Egli si propone con un leggero anticipo sui tempi reali il progetto stesso del capitale. È il suo utopista “radicale”. Ha accettato fino in fondo il ricatto della logica binaria e di fronte al dato inoppugnabile che la soggettività non è mai emersa in forma liberata ne trae la certezza intellettuale della sua inconsistenza, del suo essere mera idea. Ma per arrivare a questo bisogna aver ben a fondo dimenticato se stessi, essere arrivati a vergognarsi del proprio essere fino ad identificarlo con il mostro, con il nemico e quindi negarlo in maniera suicida.

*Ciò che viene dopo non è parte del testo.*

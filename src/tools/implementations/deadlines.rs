//! Procedural deadline calculation
//!
//! Counting rules:
//! - the start date itself is never counted
//! - `business` counting skips weekends and holidays
//! - `calendar` counting counts every day, but a deadline that lands on a
//!   weekend or holiday moves to the next business day

use crate::errors::{AgentError, Result};
use crate::tools::types::{ToolCapability, ToolOutput};
use crate::types::Tool;
use async_trait::async_trait;
use chrono::{Datelike, Duration, NaiveDate, Weekday};
use serde::{Deserialize, Serialize};
use serde_json::json;
use std::collections::BTreeSet;

/// Longest deadline accepted, in days
const MAX_DAYS: u32 = 3650;

/// National fixed-date holidays as (month, day)
const NATIONAL_HOLIDAYS: &[(u32, u32)] = &[
    (1, 1),
    (4, 21),
    (5, 1),
    (9, 7),
    (10, 12),
    (11, 2),
    (11, 15),
    (11, 20),
    (12, 25),
];

#[derive(Debug, Clone, Copy, PartialEq, Eq, Default, Serialize, Deserialize)]
#[serde(rename_all = "lowercase")]
pub enum Counting {
    #[default]
    Business,
    Calendar,
}

/// Calendar of non-business days
#[derive(Debug, Clone, Default)]
pub struct HolidayCalendar {
    extra: BTreeSet<NaiveDate>,
}

impl HolidayCalendar {
    pub fn new(extra: impl IntoIterator<Item = NaiveDate>) -> Self {
        Self {
            extra: extra.into_iter().collect(),
        }
    }

    pub fn is_holiday(&self, date: NaiveDate) -> bool {
        NATIONAL_HOLIDAYS.contains(&(date.month(), date.day())) || self.extra.contains(&date)
    }

    pub fn is_business_day(&self, date: NaiveDate) -> bool {
        !matches!(date.weekday(), Weekday::Sat | Weekday::Sun) && !self.is_holiday(date)
    }

    fn next_business_day(&self, mut date: NaiveDate) -> NaiveDate {
        while !self.is_business_day(date) {
            date += Duration::days(1);
        }
        date
    }

    /// Due date of a deadline of `days` days starting at `start`
    pub fn due_date(&self, start: NaiveDate, days: u32, counting: Counting) -> NaiveDate {
        match counting {
            Counting::Business => {
                let mut date = start;
                let mut counted = 0;
                while counted < days {
                    date += Duration::days(1);
                    if self.is_business_day(date) {
                        counted += 1;
                    }
                }
                date
            }
            Counting::Calendar => self.next_business_day(start + Duration::days(days as i64)),
        }
    }
}

#[derive(Debug, Deserialize)]
struct DeadlineParams {
    start_date: String,
    days: u32,
    #[serde(default)]
    counting: Counting,
    #[serde(default)]
    holidays: Vec<String>,
}

fn parse_date(raw: &str) -> Result<NaiveDate> {
    NaiveDate::parse_from_str(raw, "%Y-%m-%d")
        .map_err(|e| AgentError::Validation(format!("invalid date '{}': {}", raw, e)))
}

/// `calculate_deadline` capability
#[derive(Debug, Default)]
pub struct DeadlineTool {
    /// Local holidays applied to every calculation
    base_holidays: Vec<NaiveDate>,
}

impl DeadlineTool {
    pub fn new(base_holidays: Vec<NaiveDate>) -> Self {
        Self { base_holidays }
    }
}

#[async_trait]
impl ToolCapability for DeadlineTool {
    async fn execute(&self, params: serde_json::Value) -> Result<ToolOutput> {
        let params: DeadlineParams = serde_json::from_value(params)?;
        if params.days == 0 || params.days > MAX_DAYS {
            return Err(AgentError::Validation(format!(
                "days must be between 1 and {}",
                MAX_DAYS
            )));
        }

        let start = parse_date(&params.start_date)?;
        let extra = params
            .holidays
            .iter()
            .map(|d| parse_date(d))
            .collect::<Result<Vec<_>>>()?;
        let calendar =
            HolidayCalendar::new(self.base_holidays.iter().copied().chain(extra.into_iter()));
        let due = calendar.due_date(start, params.days, params.counting);

        Ok(ToolOutput::new(json!({
            "start_date": start.format("%Y-%m-%d").to_string(),
            "days": params.days,
            "counting": params.counting,
            "due_date": due.format("%Y-%m-%d").to_string(),
            "due_weekday": due.weekday().to_string(),
            "elapsed_calendar_days": (due - start).num_days(),
        })))
    }
}

pub fn deadline_tool() -> Tool {
    Tool {
        slug: "calculate_deadline".to_string(),
        name: "Calculate deadline".to_string(),
        description: "Compute a procedural deadline counted in business or calendar days, \
                      skipping weekends and holidays"
            .to_string(),
        function_name: "calculate_deadline".to_string(),
        parameters_schema: json!({
            "type": "object",
            "properties": {
                "start_date": {
                    "type": "string",
                    "pattern": "^\\d{4}-\\d{2}-\\d{2}$",
                    "description": "Date of the notice or publication (YYYY-MM-DD)"
                },
                "days": {
                    "type": "integer",
                    "minimum": 1,
                    "maximum": MAX_DAYS,
                    "description": "Length of the deadline in days"
                },
                "counting": {
                    "type": "string",
                    "enum": ["business", "calendar"],
                    "description": "Day counting rule (default: business)"
                },
                "holidays": {
                    "type": "array",
                    "items": { "type": "string", "pattern": "^\\d{4}-\\d{2}-\\d{2}$" },
                    "description": "Additional local holidays or court closures"
                }
            },
            "required": ["start_date", "days"]
        }),
        requires_auth: false,
        allowed_agents: None,
        is_active: true,
    }
}

#[cfg(test)]
mod tests {
    use super::*;

    fn date(y: i32, m: u32, d: u32) -> NaiveDate {
        NaiveDate::from_ymd_opt(y, m, d).unwrap()
    }

    #[test]
    fn test_business_days_skip_weekend() {
        let calendar = HolidayCalendar::default();
        // Friday + 1 business day = Monday
        assert_eq!(
            calendar.due_date(date(2024, 3, 8), 1, Counting::Business),
            date(2024, 3, 11)
        );
        // 15 business days from Monday 2024-03-04
        assert_eq!(
            calendar.due_date(date(2024, 3, 4), 15, Counting::Business),
            date(2024, 3, 25)
        );
    }

    #[test]
    fn test_business_days_skip_holidays() {
        let calendar = HolidayCalendar::default();
        // May 1st is skipped
        assert_eq!(
            calendar.due_date(date(2024, 4, 30), 1, Counting::Business),
            date(2024, 5, 2)
        );

        let local = HolidayCalendar::new([date(2024, 3, 11)]);
        assert_eq!(
            local.due_date(date(2024, 3, 8), 1, Counting::Business),
            date(2024, 3, 12)
        );
    }

    #[test]
    fn test_calendar_days_roll_forward() {
        let calendar = HolidayCalendar::default();
        // 2024-03-01 + 30 days = Sunday 03-31 -> Monday 04-01
        assert_eq!(
            calendar.due_date(date(2024, 3, 1), 30, Counting::Calendar),
            date(2024, 4, 1)
        );
        // Lands on Christmas (Wednesday) -> 12-26
        assert_eq!(
            calendar.due_date(date(2024, 12, 20), 5, Counting::Calendar),
            date(2024, 12, 26)
        );
    }

    #[tokio::test]
    async fn test_tool_output() {
        let output = DeadlineTool::default()
            .execute(json!({"start_date": "2024-03-08", "days": 5}))
            .await
            .unwrap();

        assert_eq!(output.value["due_date"], "2024-03-15");
        assert_eq!(output.value["counting"], "business");
        assert_eq!(output.value["elapsed_calendar_days"], 7);
    }

    #[tokio::test]
    async fn test_invalid_input() {
        let tool = DeadlineTool::default();
        assert!(tool
            .execute(json!({"start_date": "08/03/2024", "days": 5}))
            .await
            .is_err());
        assert!(tool
            .execute(json!({"start_date": "2024-03-08", "days": 0}))
            .await
            .is_err());
    }
}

È il pessimismo la nozione attorno alla quale il capitale recupera alla morale i suoi critici titubanti, non meno di quanto l’ottimismo funziona da base apologetica della società attuale.

Il nemico è in noi e noi siamo nel nemico. Oltre ogni pessimismo o ottimismo, fierezza o vergogna. La scelta di una qualunque parte dell’io diviso fa comunque il gioco della schizofrenia dominante.

Contro ogni umanesimo e ogni antiumanesimo i soggetti concreti hanno da rivendicare il diritto di superare le proprie parzialità attraversando la propria contraddizione. L’umano che ci interessa, ciò di cui essere umanisti è la materializzazione dei nostri sogni.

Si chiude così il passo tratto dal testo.